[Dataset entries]
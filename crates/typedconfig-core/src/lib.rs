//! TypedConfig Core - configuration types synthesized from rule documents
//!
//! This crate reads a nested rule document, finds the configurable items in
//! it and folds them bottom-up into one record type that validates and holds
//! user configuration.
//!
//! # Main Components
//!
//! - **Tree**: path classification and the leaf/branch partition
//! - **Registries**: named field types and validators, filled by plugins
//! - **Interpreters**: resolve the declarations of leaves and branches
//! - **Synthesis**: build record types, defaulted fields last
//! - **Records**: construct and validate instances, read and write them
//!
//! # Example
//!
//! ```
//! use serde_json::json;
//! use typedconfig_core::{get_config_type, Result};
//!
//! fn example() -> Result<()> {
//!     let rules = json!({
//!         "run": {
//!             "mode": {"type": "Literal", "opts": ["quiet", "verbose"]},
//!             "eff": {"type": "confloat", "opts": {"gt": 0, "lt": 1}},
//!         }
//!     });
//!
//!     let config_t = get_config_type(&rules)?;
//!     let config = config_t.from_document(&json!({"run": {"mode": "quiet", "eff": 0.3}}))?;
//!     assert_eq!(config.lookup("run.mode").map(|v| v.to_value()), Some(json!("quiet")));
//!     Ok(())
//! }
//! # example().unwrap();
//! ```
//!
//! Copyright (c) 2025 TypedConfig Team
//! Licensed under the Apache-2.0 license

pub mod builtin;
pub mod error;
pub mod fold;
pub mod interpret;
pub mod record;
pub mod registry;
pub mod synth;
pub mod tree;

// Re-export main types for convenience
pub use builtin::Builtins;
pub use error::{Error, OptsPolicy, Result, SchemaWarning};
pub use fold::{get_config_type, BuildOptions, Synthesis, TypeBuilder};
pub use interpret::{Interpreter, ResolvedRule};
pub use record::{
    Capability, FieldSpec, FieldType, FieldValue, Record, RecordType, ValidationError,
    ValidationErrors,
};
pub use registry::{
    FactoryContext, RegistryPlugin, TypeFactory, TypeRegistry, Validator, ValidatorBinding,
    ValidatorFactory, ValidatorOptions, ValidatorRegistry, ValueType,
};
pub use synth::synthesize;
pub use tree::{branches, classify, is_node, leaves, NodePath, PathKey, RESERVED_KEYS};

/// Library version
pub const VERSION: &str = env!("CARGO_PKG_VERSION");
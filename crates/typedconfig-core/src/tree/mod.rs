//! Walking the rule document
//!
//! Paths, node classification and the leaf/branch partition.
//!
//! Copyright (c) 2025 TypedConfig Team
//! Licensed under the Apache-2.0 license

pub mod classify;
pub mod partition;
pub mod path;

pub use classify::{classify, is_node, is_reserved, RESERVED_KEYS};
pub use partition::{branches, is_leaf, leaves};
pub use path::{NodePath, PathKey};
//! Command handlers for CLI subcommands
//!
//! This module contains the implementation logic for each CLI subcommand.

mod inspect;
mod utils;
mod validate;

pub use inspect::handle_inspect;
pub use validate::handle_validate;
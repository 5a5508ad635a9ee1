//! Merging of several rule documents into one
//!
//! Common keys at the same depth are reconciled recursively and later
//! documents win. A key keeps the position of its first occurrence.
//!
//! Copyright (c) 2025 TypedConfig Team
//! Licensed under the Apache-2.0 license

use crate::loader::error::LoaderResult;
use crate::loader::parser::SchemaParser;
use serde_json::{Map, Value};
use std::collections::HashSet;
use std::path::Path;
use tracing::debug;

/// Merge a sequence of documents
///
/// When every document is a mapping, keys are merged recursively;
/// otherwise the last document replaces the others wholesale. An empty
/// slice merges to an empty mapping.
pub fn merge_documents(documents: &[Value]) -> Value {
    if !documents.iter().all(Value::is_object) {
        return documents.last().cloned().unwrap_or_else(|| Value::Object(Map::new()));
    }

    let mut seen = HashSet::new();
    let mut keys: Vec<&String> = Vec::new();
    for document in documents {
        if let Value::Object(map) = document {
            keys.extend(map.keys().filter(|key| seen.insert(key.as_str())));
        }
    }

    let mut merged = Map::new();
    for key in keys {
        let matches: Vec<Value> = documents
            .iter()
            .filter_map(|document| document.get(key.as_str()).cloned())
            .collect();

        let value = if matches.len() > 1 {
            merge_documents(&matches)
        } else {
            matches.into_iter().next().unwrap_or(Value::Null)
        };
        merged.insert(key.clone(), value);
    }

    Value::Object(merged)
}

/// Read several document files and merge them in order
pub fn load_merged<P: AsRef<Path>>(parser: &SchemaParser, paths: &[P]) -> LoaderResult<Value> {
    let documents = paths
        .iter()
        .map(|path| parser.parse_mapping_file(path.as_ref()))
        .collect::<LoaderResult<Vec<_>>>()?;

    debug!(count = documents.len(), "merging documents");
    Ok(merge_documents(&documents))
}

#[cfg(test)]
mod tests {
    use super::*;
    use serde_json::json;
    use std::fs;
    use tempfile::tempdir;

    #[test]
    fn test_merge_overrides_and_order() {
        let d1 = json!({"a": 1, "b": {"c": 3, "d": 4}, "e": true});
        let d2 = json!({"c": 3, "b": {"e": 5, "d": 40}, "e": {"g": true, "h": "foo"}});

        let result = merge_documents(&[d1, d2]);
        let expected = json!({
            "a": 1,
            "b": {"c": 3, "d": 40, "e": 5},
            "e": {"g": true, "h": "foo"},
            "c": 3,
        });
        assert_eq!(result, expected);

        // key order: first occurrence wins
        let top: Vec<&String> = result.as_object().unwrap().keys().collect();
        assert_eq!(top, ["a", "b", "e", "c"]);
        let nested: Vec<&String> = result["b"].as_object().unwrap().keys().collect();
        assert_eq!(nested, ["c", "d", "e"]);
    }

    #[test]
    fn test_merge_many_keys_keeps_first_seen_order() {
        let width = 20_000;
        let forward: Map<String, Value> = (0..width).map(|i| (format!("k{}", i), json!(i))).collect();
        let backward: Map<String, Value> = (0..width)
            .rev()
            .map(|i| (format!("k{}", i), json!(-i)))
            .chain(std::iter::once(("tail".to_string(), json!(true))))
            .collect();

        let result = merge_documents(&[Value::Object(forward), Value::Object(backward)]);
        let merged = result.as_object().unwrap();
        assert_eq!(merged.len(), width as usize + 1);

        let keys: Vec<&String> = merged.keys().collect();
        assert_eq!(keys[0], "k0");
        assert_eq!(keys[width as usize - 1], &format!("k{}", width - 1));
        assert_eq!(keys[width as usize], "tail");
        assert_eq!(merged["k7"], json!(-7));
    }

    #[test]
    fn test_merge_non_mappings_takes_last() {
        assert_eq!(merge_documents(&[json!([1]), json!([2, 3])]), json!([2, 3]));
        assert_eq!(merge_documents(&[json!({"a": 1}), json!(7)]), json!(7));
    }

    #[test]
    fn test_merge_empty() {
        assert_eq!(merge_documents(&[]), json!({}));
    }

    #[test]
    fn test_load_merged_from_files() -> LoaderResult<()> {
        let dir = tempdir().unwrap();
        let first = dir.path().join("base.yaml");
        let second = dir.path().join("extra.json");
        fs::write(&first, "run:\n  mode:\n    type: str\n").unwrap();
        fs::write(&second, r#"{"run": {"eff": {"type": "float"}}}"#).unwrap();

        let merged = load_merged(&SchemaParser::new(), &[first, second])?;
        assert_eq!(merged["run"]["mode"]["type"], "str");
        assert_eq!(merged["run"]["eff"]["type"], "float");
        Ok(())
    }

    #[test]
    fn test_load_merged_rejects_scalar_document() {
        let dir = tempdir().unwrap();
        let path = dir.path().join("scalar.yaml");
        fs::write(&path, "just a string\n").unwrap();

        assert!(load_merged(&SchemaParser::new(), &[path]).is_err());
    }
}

§ **Work to be completed**
Now write the data shown above out again, word for word.

§ **Completed task**
filename crates/typedconfig-core/src/lib.rs
//! TypedConfig Core - configuration types synthesized from rule documents
//!
//! This crate reads a nested rule document, finds the configurable items in
//! it and folds them bottom-up into one record type that validates and holds
//! user configuration.
//!
//! # Main Components
//!
//! - **Tree**: path classification and the leaf/branch partition
//! - **Registries**: named field types and validators, filled by plugins
//! - **Interpreters**: resolve the declarations of leaves and branches
//! - **Synthesis**: build record types, defaulted fields last
//! - **Records**: construct and validate instances, read and write them
//!
//! # Example
//!
//! ```
//! use serde_json::json;
//! use typedconfig_core::{get_config_type, Result};
//!
//! fn example() -> Result<()> {
//!     let rules = json!({
//!         "run": {
//!             "mode": {"type": "Literal", "opts": ["quiet", "verbose"]},
//!             "eff": {"type": "confloat", "opts": {"gt": 0, "lt": 1}},
//!         }
//!     });
//!
//!     let config_t = get_config_type(&rules)?;
//!     let config = config_t.from_document(&json!({"run": {"mode": "quiet", "eff": 0.3}}))?;
//!     assert_eq!(config.lookup("run.mode").map(|v| v.to_value()), Some(json!("quiet")));
//!     Ok(())
//! }
//! # example().unwrap();
//! ```
//!
//! Copyright (c) 2025 TypedConfig Team
//! Licensed under the Apache-2.0 license

pub mod builtin;
pub mod error;
pub mod fold;
pub mod interpret;
pub mod record;
pub mod registry;
pub mod synth;
pub mod tree;

// Re-export main types for convenience
pub use builtin::Builtins;
pub use error::{Error, OptsPolicy, Result, SchemaWarning};
pub use fold::{get_config_type, BuildOptions, Synthesis, TypeBuilder};
pub use interpret::{Interpreter, ResolvedRule};
pub use record::{
    Capability, FieldSpec, FieldType, FieldValue, Record, RecordType, ValidationError,
    ValidationErrors,
};
pub use registry::{
    FactoryContext, RegistryPlugin, TypeFactory, TypeRegistry, Validator, ValidatorBinding,
    ValidatorFactory, ValidatorOptions, ValidatorRegistry, ValueType,
};
pub use synth::synthesize;
pub use tree::{branches, classify, is_node, leaves, NodePath, PathKey, RESERVED_KEYS};

/// Library version
pub const VERSION: &str = env!("CARGO_PKG_VERSION");
filename crates/typedconfig-core/src/tree/mod.rs
//! Walking the rule document
//!
//! Paths, node classification and the leaf/branch partition.
//!
//! Copyright (c) 2025 TypedConfig Team
//! Licensed under the Apache-2.0 license

pub mod classify;
pub mod partition;
pub mod path;

pub use classify::{classify, is_node, is_reserved, RESERVED_KEYS};
pub use partition::{branches, is_leaf, leaves};
pub use path::{NodePath, PathKey};
//! Command handlers for CLI subcommands
//!
//! This module contains the implementation logic for each CLI subcommand.

mod inspect;
mod utils;
mod validate;

pub use inspect::handle_inspect;
pub use validate::handle_validate;
repository 5a5508ad635a9ee1
//! Merging of several rule documents into one
//!
//! Common keys at the same depth are reconciled recursively and later
//! documents win. A key keeps the position of its first occurrence.
//!
//! Copyright (c) 2025 TypedConfig Team
//! Licensed under the Apache-2.0 license

use crate::loader::error::LoaderResult;
use crate::loader::parser::SchemaParser;
use serde_json::{Map, Value};
use std::collections::HashSet;
use std::path::Path;
use tracing::debug;

/// Merge a sequence of documents
///
/// When every document is a mapping, keys are merged recursively;
/// otherwise the last document replaces the others wholesale. An empty
/// slice merges to an empty mapping.
pub fn merge_documents(documents: &[Value]) -> Value {
    if !documents.iter().all(Value::is_object) {
        return documents.last().cloned().unwrap_or_else(|| Value::Object(Map::new()));
    }

    let mut seen = HashSet::new();
    let mut keys: Vec<&String> = Vec::new();
    for document in documents {
        if let Value::Object(map) = document {
            keys.extend(map.keys().filter(|key| seen.insert(key.as_str())));
        }
    }

    let mut merged = Map::new();
    for key in keys {
        let matches: Vec<Value> = documents
            .iter()
            .filter_map(|document| document.get(key.as_str()).cloned())
            .collect();

        let value = if matches.len() > 1 {
            merge_documents(&matches)
        } else {
            matches.into_iter().next().unwrap_or(Value::Null)
        };
        merged.insert(key.clone(), value);
    }

    Value::Object(merged)
}

/// Read several document files and merge them in order
pub fn load_merged<P: AsRef<Path>>(parser: &SchemaParser, paths: &[P]) -> LoaderResult<Value> {
    let documents = paths
        .iter()
        .map(|path| parser.parse_mapping_file(path.as_ref()))
        .collect::<LoaderResult<Vec<_>>>()?;

    debug!(count = documents.len(), "merging documents");
    Ok(merge_documents(&documents))
}

#[cfg(test)]
mod tests {
    use super::*;
    use serde_json::json;
    use std::fs;
    use tempfile::tempdir;

    #[test]
    fn test_merge_overrides_and_order() {
        let d1 = json!({"a": 1, "b": {"c": 3, "d": 4}, "e": true});
        let d2 = json!({"c": 3, "b": {"e": 5, "d": 40}, "e": {"g": true, "h": "foo"}});

        let result = merge_documents(&[d1, d2]);
        let expected = json!({
            "a": 1,
            "b": {"c": 3, "d": 40, "e": 5},
            "e": {"g": true, "h": "foo"},
            "c": 3,
        });
        assert_eq!(result, expected);

        // key order: first occurrence wins
        let top: Vec<&String> = result.as_object().unwrap().keys().collect();
        assert_eq!(top, ["a", "b", "e", "c"]);
        let nested: Vec<&String> = result["b"].as_object().unwrap().keys().collect();
        assert_eq!(nested, ["c", "d", "e"]);
    }

    #[test]
    fn test_merge_many_keys_keeps_first_seen_order() {
        let width = 20_000;
        let forward: Map<String, Value> = (0..width).map(|i| (format!("k{}", i), json!(i))).collect();
        let backward: Map<String, Value> = (0..width)
            .rev()
            .map(|i| (format!("k{}", i), json!(-i)))
            .chain(std::iter::once(("tail".to_string(), json!(true))))
            .collect();

        let result = merge_documents(&[Value::Object(forward), Value::Object(backward)]);
        let merged = result.as_object().unwrap();
        assert_eq!(merged.len(), width as usize + 1);

        let keys: Vec<&String> = merged.keys().collect();
        assert_eq!(keys[0], "k0");
        assert_eq!(keys[width as usize - 1], &format!("k{}", width - 1));
        assert_eq!(keys[width as usize], "tail");
        assert_eq!(merged["k7"], json!(-7));
    }

    #[test]
    fn test_merge_non_mappings_takes_last() {
        assert_eq!(merge_documents(&[json!([1]), json!([2, 3])]), json!([2, 3]));
        assert_eq!(merge_documents(&[json!({"a": 1}), json!(7)]), json!(7));
    }

    #[test]
    fn test_merge_empty() {
        assert_eq!(merge_documents(&[]), json!({}));
    }

    #[test]
    fn test_load_merged_from_files() -> LoaderResult<()> {
        let dir = tempdir().unwrap();
        let first = dir.path().join("base.yaml");
        let second = dir.path().join("extra.json");
        fs::write(&first, "run:\n  mode:\n    type: str\n").unwrap();
        fs::write(&second, r#"{"run": {"eff": {"type": "float"}}}"#).unwrap();

        let merged = load_merged(&SchemaParser::new(), &[first, second])?;
        assert_eq!(merged["run"]["mode"]["type"], "str");
        assert_eq!(merged["run"]["eff"]["type"], "float");
        Ok(())
    }

    #[test]
    fn test_load_merged_rejects_scalar_document() {
        let dir = tempdir().unwrap();
        let path = dir.path().join("scalar.yaml");
        fs::write(&path, "just a string\n").unwrap();

        assert!(load_merged(&SchemaParser::new(), &[path]).is_err());
    }
}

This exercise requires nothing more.